- _EXERCISE DETAILS_
Would you return every entry, exactly as it is written?
Segment Open
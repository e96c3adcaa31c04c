//! Logging types and configuration.

use serde::{Deserialize, Serialize};

use crate::config::LoggingSettings;

/// Log level for filtering messages.
#[derive(Debug, Clone, Copy, PartialEq, Eq, PartialOrd, Ord, Default, Serialize, Deserialize)]
pub enum LogLevel {
    /// Trace-level debugging (very verbose).
    Trace,
    /// Debug information.
    Debug,
    /// General information.
    #[default]
    Info,
    /// Warnings.
    Warn,
    /// Errors.
    Error,
}

impl LogLevel {
    /// Convert to tracing level.
    pub fn to_tracing_level(&self) -> tracing::Level {
        match self {
            LogLevel::Trace => tracing::Level::TRACE,
            LogLevel::Debug => tracing::Level::DEBUG,
            LogLevel::Info => tracing::Level::INFO,
            LogLevel::Warn => tracing::Level::WARN,
            LogLevel::Error => tracing::Level::ERROR,
        }
    }
}

/// Callback type for streaming formatted log lines to the caller.
pub type LogCallback = Box<dyn Fn(&str) + Send + Sync>;

/// Prefix markers for structured log messages.
#[derive(Debug, Clone, Copy, PartialEq, Eq)]
pub enum MessagePrefix {
    Phase,
    Command,
    Success,
    Warning,
    Error,
}

impl MessagePrefix {
    /// Format a message with this prefix.
    pub fn format(&self, message: &str) -> String {
        match self {
            MessagePrefix::Phase => format!("--- {} ---", message),
            MessagePrefix::Command => format!("$ {}", message),
            MessagePrefix::Success => format!("[ok] {}", message),
            MessagePrefix::Warning => format!("[warn] {}", message),
            MessagePrefix::Error => format!("[error] {}", message),
        }
    }
}

/// Configuration for logging behavior.
#[derive(Debug, Clone)]
pub struct LogConfig {
    /// Minimum log level to output.
    pub level: LogLevel,
    /// Use compact mode (filter progress, show tail on error).
    pub compact: bool,
    /// Progress update step percentage.
    pub progress_step: u32,
    /// Number of lines kept for the error tail.
    pub error_tail: usize,
    /// Show timestamps in log output.
    pub show_timestamps: bool,
}

impl Default for LogConfig {
    fn default() -> Self {
        Self {
            level: LogLevel::Info,
            compact: true,
            progress_step: 20,
            error_tail: 20,
            show_timestamps: true,
        }
    }
}

impl LogConfig {
    /// Build a config from the logging settings section.
    pub fn from_settings(settings: &LoggingSettings) -> Self {
        Self {
            level: LogLevel::Info,
            compact: settings.compact,
            progress_step: settings.progress_step.max(1),
            error_tail: settings.error_tail as usize,
            show_timestamps: true,
        }
    }

    /// Create a debug configuration (verbose, no compact).
    pub fn debug() -> Self {
        Self {
            level: LogLevel::Debug,
            compact: false,
            progress_step: 10,
            error_tail: 50,
            show_timestamps: true,
        }
    }
}

#[cfg(test)]
mod tests {
    use super::*;

    #[test]
    fn levels_are_ordered() {
        assert!(LogLevel::Debug < LogLevel::Info);
        assert!(LogLevel::Warn < LogLevel::Error);
    }

    #[test]
    fn prefix_formats() {
        assert_eq!(MessagePrefix::Phase.format("Preparing"), "--- Preparing ---");
        assert_eq!(MessagePrefix::Command.format("ffmpeg -y"), "$ ffmpeg -y");
    }
}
Segment Closed
- _REPLY_
repository e96c3adcaa31c04c
//! Logging types and configuration.

use serde::{Deserialize, Serialize};

use crate::config::LoggingSettings;

/// Log level for filtering messages.
#[derive(Debug, Clone, Copy, PartialEq, Eq, PartialOrd, Ord, Default, Serialize, Deserialize)]
pub enum LogLevel {
    /// Trace-level debugging (very verbose).
    Trace,
    /// Debug information.
    Debug,
    /// General information.
    #[default]
    Info,
    /// Warnings.
    Warn,
    /// Errors.
    Error,
}

impl LogLevel {
    /// Convert to tracing level.
    pub fn to_tracing_level(&self) -> tracing::Level {
        match self {
            LogLevel::Trace => tracing::Level::TRACE,
            LogLevel::Debug => tracing::Level::DEBUG,
            LogLevel::Info => tracing::Level::INFO,
            LogLevel::Warn => tracing::Level::WARN,
            LogLevel::Error => tracing::Level::ERROR,
        }
    }
}

/// Callback type for streaming formatted log lines to the caller.
pub type LogCallback = Box<dyn Fn(&str) + Send + Sync>;

/// Prefix markers for structured log messages.
#[derive(Debug, Clone, Copy, PartialEq, Eq)]
pub enum MessagePrefix {
    Phase,
    Command,
    Success,
    Warning,
    Error,
}

impl MessagePrefix {
    /// Format a message with this prefix.
    pub fn format(&self, message: &str) -> String {
        match self {
            MessagePrefix::Phase => format!("--- {} ---", message),
            MessagePrefix::Command => format!("$ {}", message),
            MessagePrefix::Success => format!("[ok] {}", message),
            MessagePrefix::Warning => format!("[warn] {}", message),
            MessagePrefix::Error => format!("[error] {}", message),
        }
    }
}

/// Configuration for logging behavior.
#[derive(Debug, Clone)]
pub struct LogConfig {
    /// Minimum log level to output.
    pub level: LogLevel,
    /// Use compact mode (filter progress, show tail on error).
    pub compact: bool,
    /// Progress update step percentage.
    pub progress_step: u32,
    /// Number of lines kept for the error tail.
    pub error_tail: usize,
    /// Show timestamps in log output.
    pub show_timestamps: bool,
}

impl Default for LogConfig {
    fn default() -> Self {
        Self {
            level: LogLevel::Info,
            compact: true,
            progress_step: 20,
            error_tail: 20,
            show_timestamps: true,
        }
    }
}

impl LogConfig {
    /// Build a config from the logging settings section.
    pub fn from_settings(settings: &LoggingSettings) -> Self {
        Self {
            level: LogLevel::Info,
            compact: settings.compact,
            progress_step: settings.progress_step.max(1),
            error_tail: settings.error_tail as usize,
            show_timestamps: true,
        }
    }

    /// Create a debug configuration (verbose, no compact).
    pub fn debug() -> Self {
        Self {
            level: LogLevel::Debug,
            compact: false,
            progress_step: 10,
            error_tail: 50,
            show_timestamps: true,
        }
    }
}

#[cfg(test)]
mod tests {
    use super::*;

    #[test]
    fn levels_are_ordered() {
        assert!(LogLevel::Debug < LogLevel::Info);
        assert!(LogLevel::Warn < LogLevel::Error);
    }

    #[test]
    fn prefix_formats() {
        assert_eq!(MessagePrefix::Phase.format("Preparing"), "--- Preparing ---");
        assert_eq!(MessagePrefix::Command.format("ffmpeg -y"), "$ ffmpeg -y");
    }
}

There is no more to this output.